Recorded information: Begin

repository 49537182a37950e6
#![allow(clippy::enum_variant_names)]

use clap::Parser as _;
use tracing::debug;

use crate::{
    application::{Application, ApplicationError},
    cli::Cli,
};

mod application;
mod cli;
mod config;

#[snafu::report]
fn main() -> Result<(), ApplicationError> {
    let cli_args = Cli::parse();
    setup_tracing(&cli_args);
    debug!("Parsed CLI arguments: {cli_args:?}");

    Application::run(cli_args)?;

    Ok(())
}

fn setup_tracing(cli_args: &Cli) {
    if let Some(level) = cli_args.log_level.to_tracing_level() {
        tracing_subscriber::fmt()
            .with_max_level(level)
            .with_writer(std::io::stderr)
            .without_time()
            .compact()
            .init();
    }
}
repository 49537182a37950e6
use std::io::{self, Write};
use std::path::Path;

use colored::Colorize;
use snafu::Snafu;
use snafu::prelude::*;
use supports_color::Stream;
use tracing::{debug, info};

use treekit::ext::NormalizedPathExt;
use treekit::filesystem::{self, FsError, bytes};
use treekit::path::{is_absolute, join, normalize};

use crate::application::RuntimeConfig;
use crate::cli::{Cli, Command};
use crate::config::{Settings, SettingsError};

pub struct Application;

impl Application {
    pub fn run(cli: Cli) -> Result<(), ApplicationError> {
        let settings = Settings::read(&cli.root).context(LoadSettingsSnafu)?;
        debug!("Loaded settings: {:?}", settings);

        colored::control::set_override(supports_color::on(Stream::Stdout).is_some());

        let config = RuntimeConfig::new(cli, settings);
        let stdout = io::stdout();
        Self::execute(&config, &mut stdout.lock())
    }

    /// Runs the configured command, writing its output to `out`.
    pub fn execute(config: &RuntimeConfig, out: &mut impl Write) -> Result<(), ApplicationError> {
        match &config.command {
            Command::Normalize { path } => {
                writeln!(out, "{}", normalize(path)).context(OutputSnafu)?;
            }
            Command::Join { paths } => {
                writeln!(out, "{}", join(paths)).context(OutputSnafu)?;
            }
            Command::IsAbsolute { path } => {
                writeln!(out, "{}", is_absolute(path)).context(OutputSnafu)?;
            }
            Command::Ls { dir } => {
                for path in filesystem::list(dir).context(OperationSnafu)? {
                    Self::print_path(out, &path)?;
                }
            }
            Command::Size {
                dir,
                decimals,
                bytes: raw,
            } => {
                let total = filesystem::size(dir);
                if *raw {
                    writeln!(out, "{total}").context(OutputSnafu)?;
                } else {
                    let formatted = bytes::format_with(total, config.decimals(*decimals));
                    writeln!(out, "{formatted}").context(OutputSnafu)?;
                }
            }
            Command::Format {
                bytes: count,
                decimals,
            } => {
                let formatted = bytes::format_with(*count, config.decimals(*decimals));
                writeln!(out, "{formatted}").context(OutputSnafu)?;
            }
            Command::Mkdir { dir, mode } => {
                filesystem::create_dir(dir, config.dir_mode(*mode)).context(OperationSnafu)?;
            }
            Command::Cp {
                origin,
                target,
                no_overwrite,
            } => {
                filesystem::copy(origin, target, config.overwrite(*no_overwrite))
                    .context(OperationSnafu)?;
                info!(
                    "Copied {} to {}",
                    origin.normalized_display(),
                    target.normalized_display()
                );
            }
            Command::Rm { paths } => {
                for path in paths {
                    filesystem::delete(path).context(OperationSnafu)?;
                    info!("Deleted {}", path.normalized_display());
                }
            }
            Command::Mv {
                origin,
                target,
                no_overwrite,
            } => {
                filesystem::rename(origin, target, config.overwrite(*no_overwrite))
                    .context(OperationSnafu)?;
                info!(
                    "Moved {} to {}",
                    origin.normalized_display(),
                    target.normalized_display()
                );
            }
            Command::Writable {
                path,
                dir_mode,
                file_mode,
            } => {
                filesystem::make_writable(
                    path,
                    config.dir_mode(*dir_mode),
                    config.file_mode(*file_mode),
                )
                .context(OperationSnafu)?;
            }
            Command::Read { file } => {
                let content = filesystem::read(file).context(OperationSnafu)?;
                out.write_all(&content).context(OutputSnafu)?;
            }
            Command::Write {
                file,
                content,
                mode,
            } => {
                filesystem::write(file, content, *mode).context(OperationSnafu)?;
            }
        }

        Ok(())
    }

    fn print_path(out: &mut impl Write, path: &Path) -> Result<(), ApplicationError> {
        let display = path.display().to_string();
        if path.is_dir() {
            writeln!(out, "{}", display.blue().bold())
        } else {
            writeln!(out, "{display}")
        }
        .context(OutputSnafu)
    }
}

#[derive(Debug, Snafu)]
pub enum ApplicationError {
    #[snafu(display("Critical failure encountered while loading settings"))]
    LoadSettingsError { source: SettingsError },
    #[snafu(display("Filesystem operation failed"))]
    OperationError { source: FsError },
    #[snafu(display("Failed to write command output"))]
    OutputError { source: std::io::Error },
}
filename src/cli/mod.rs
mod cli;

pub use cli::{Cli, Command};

Recorded information: End
Recorded information: Begin

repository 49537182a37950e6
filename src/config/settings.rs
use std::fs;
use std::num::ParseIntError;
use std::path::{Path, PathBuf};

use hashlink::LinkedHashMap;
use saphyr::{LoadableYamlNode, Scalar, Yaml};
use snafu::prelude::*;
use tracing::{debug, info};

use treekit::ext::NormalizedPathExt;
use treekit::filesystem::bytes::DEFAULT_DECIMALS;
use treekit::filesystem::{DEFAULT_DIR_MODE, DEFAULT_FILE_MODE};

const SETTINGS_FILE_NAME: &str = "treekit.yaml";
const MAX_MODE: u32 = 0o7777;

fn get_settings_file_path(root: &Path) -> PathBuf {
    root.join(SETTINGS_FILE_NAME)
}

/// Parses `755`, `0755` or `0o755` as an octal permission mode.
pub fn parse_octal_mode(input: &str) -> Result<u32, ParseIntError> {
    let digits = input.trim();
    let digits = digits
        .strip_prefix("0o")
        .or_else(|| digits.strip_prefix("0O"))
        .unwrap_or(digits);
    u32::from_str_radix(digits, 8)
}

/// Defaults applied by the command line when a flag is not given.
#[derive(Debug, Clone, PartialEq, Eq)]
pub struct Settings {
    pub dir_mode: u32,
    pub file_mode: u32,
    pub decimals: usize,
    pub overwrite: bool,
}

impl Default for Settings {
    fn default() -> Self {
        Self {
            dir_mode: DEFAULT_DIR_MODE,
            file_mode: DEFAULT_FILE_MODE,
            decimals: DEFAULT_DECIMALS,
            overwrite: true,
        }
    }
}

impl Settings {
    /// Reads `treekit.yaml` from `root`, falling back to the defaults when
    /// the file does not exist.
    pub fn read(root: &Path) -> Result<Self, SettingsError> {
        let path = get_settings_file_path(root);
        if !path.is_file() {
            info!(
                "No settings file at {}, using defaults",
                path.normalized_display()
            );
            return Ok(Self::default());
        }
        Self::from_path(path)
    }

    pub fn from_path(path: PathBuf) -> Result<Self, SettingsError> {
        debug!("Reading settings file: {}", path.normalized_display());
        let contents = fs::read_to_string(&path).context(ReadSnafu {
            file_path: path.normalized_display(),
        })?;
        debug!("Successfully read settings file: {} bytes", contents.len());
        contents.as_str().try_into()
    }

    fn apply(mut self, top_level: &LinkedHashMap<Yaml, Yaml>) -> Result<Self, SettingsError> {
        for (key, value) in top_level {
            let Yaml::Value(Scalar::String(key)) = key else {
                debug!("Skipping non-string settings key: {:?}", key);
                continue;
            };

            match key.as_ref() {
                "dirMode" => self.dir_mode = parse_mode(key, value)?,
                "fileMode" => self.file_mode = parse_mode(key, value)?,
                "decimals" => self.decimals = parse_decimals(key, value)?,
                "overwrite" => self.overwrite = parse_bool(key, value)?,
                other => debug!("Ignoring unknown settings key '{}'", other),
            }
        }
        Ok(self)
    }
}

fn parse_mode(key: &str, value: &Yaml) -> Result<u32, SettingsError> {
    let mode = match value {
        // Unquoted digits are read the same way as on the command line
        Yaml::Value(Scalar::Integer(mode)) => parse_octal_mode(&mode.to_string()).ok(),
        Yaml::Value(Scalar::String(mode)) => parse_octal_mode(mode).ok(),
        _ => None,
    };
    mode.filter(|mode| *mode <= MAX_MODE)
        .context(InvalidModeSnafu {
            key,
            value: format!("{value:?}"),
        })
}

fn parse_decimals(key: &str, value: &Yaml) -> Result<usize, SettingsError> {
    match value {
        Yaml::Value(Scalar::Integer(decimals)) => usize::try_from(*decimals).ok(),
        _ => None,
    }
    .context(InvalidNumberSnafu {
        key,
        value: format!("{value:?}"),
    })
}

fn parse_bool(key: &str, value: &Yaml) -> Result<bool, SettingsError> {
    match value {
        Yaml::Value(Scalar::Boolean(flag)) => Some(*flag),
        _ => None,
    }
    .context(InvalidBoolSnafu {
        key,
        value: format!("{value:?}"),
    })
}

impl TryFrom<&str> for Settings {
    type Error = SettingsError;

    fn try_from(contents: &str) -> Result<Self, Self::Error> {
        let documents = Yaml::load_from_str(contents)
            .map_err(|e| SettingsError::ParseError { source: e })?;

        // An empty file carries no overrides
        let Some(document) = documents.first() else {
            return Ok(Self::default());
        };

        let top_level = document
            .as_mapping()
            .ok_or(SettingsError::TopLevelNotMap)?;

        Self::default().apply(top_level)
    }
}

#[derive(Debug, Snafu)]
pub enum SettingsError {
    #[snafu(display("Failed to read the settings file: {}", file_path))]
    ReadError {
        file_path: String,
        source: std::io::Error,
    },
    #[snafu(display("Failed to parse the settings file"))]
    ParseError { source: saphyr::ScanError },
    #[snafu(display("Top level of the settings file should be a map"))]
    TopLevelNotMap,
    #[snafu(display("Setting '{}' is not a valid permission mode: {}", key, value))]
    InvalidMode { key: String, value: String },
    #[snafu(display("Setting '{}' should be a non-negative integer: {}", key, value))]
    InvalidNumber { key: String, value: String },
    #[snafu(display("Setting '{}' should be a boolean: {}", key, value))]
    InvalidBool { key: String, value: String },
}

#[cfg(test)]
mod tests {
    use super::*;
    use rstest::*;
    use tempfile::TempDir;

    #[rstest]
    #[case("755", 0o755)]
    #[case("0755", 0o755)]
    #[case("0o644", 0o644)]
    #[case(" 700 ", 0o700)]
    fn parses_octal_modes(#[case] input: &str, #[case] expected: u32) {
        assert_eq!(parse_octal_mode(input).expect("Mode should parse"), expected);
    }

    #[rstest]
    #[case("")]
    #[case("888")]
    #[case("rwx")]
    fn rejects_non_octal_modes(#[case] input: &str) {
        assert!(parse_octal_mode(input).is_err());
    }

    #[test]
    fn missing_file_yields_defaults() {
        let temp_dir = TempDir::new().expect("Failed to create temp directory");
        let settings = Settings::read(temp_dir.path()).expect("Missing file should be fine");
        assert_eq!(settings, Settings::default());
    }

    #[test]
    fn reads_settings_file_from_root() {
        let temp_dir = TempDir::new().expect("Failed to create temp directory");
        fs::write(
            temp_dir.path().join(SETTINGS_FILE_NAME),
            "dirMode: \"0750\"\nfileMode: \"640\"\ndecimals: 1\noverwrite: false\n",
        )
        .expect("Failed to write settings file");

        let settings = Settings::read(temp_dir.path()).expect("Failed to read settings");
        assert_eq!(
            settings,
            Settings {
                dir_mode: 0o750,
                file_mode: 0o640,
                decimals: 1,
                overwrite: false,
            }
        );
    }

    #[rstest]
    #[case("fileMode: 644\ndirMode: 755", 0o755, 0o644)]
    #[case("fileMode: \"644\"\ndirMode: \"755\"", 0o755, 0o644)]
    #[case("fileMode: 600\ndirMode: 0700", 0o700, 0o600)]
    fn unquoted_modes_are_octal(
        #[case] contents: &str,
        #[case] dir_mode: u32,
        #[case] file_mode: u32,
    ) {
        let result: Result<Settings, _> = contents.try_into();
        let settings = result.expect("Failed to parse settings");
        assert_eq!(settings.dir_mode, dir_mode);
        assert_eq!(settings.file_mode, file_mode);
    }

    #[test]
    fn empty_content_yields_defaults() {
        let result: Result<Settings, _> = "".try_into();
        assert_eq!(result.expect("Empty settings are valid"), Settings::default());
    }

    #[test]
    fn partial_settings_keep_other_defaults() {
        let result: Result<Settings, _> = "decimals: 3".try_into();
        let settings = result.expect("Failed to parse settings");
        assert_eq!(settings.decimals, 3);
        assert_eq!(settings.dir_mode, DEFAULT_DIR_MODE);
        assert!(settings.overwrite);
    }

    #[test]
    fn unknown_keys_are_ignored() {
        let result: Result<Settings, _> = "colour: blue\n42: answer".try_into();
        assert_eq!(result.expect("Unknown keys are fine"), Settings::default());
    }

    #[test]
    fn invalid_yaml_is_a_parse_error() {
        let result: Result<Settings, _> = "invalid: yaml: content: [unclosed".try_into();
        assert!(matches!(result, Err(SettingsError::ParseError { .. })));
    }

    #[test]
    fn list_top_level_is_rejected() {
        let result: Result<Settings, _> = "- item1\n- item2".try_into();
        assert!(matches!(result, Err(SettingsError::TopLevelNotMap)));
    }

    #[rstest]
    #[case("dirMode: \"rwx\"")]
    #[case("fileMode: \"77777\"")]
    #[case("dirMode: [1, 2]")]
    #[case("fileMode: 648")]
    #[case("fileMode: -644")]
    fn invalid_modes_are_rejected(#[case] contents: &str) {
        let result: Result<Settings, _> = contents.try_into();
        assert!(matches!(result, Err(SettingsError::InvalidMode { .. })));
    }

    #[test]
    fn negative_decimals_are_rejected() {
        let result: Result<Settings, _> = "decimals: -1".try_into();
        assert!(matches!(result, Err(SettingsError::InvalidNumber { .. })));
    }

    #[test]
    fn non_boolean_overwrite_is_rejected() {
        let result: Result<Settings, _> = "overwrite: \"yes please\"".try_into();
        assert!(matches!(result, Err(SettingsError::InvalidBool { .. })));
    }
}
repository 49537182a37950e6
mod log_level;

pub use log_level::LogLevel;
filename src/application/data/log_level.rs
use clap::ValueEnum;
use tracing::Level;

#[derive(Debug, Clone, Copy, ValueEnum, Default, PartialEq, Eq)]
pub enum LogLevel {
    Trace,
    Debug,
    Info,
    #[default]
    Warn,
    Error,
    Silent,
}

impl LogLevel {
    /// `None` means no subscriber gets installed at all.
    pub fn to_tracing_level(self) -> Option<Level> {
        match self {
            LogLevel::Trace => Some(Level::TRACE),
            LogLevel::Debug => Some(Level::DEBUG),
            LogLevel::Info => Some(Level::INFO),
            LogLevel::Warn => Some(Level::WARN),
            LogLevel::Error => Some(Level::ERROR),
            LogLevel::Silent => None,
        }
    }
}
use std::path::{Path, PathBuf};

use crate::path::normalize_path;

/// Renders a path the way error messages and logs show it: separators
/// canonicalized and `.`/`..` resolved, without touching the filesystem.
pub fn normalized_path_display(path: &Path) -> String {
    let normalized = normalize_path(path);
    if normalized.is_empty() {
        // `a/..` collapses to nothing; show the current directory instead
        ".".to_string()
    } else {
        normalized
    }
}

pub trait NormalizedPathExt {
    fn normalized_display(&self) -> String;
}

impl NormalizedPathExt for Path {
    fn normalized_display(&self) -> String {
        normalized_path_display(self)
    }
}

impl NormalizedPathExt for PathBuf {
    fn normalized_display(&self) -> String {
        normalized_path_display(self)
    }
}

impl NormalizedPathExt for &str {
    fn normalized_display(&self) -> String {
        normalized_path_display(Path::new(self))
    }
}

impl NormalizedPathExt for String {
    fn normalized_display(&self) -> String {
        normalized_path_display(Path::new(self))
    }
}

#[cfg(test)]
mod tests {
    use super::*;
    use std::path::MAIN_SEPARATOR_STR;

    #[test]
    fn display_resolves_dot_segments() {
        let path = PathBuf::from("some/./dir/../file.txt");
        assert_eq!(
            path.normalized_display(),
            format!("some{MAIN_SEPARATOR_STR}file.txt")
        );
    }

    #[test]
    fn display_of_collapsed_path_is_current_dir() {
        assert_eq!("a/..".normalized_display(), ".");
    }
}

Recorded information: End
Recorded information: Begin

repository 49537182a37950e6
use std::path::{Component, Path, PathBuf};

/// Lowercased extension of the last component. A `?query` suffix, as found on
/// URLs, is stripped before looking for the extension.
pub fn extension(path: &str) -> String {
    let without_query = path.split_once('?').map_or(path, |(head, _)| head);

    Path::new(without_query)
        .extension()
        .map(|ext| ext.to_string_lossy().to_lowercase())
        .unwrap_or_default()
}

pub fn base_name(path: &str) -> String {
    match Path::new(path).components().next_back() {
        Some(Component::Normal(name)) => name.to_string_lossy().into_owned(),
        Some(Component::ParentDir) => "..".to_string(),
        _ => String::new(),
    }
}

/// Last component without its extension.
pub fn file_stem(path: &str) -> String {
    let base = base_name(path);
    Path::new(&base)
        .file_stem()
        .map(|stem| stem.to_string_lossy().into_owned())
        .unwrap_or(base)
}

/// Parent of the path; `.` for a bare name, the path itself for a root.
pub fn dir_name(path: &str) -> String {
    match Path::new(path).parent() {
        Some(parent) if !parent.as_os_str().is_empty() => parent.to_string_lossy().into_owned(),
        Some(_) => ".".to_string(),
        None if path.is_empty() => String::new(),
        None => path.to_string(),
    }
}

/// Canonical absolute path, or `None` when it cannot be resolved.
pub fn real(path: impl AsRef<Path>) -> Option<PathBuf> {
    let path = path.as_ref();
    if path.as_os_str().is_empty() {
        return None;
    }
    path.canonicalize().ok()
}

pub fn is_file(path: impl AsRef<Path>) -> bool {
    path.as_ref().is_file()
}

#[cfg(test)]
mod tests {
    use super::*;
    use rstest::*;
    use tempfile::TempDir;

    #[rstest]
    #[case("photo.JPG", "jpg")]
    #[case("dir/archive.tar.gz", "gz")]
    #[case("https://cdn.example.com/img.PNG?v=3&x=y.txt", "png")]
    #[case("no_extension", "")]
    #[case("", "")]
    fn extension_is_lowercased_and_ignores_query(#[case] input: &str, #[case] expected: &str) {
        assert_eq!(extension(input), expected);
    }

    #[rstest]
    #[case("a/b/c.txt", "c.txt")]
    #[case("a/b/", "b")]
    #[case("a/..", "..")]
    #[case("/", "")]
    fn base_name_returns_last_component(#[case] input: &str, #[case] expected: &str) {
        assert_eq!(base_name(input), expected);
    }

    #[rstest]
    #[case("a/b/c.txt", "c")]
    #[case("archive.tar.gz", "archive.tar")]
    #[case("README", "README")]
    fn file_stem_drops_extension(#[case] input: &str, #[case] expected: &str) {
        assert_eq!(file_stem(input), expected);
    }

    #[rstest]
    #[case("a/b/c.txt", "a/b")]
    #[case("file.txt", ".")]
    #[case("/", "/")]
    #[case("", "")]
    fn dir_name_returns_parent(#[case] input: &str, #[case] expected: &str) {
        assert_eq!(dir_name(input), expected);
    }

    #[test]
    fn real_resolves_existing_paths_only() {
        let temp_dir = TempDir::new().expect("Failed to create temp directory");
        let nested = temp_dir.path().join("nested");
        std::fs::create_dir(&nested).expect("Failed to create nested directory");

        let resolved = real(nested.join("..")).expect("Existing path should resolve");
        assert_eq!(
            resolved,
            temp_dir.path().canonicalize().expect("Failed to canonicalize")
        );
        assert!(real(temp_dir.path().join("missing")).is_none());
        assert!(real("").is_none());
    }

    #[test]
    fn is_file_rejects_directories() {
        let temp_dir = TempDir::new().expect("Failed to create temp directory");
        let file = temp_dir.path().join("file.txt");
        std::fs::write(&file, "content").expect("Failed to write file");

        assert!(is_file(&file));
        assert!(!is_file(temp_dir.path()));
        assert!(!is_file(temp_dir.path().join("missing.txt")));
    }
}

Recorded information: End

» What you will do:
Each line of the entries that contains the word "LinkedHashMap" should be listed.

» The completed task:
use hashlink::LinkedHashMap;
    fn apply(mut self, top_level: &LinkedHashMap<Yaml, Yaml>) -> Result<Self, SettingsError> {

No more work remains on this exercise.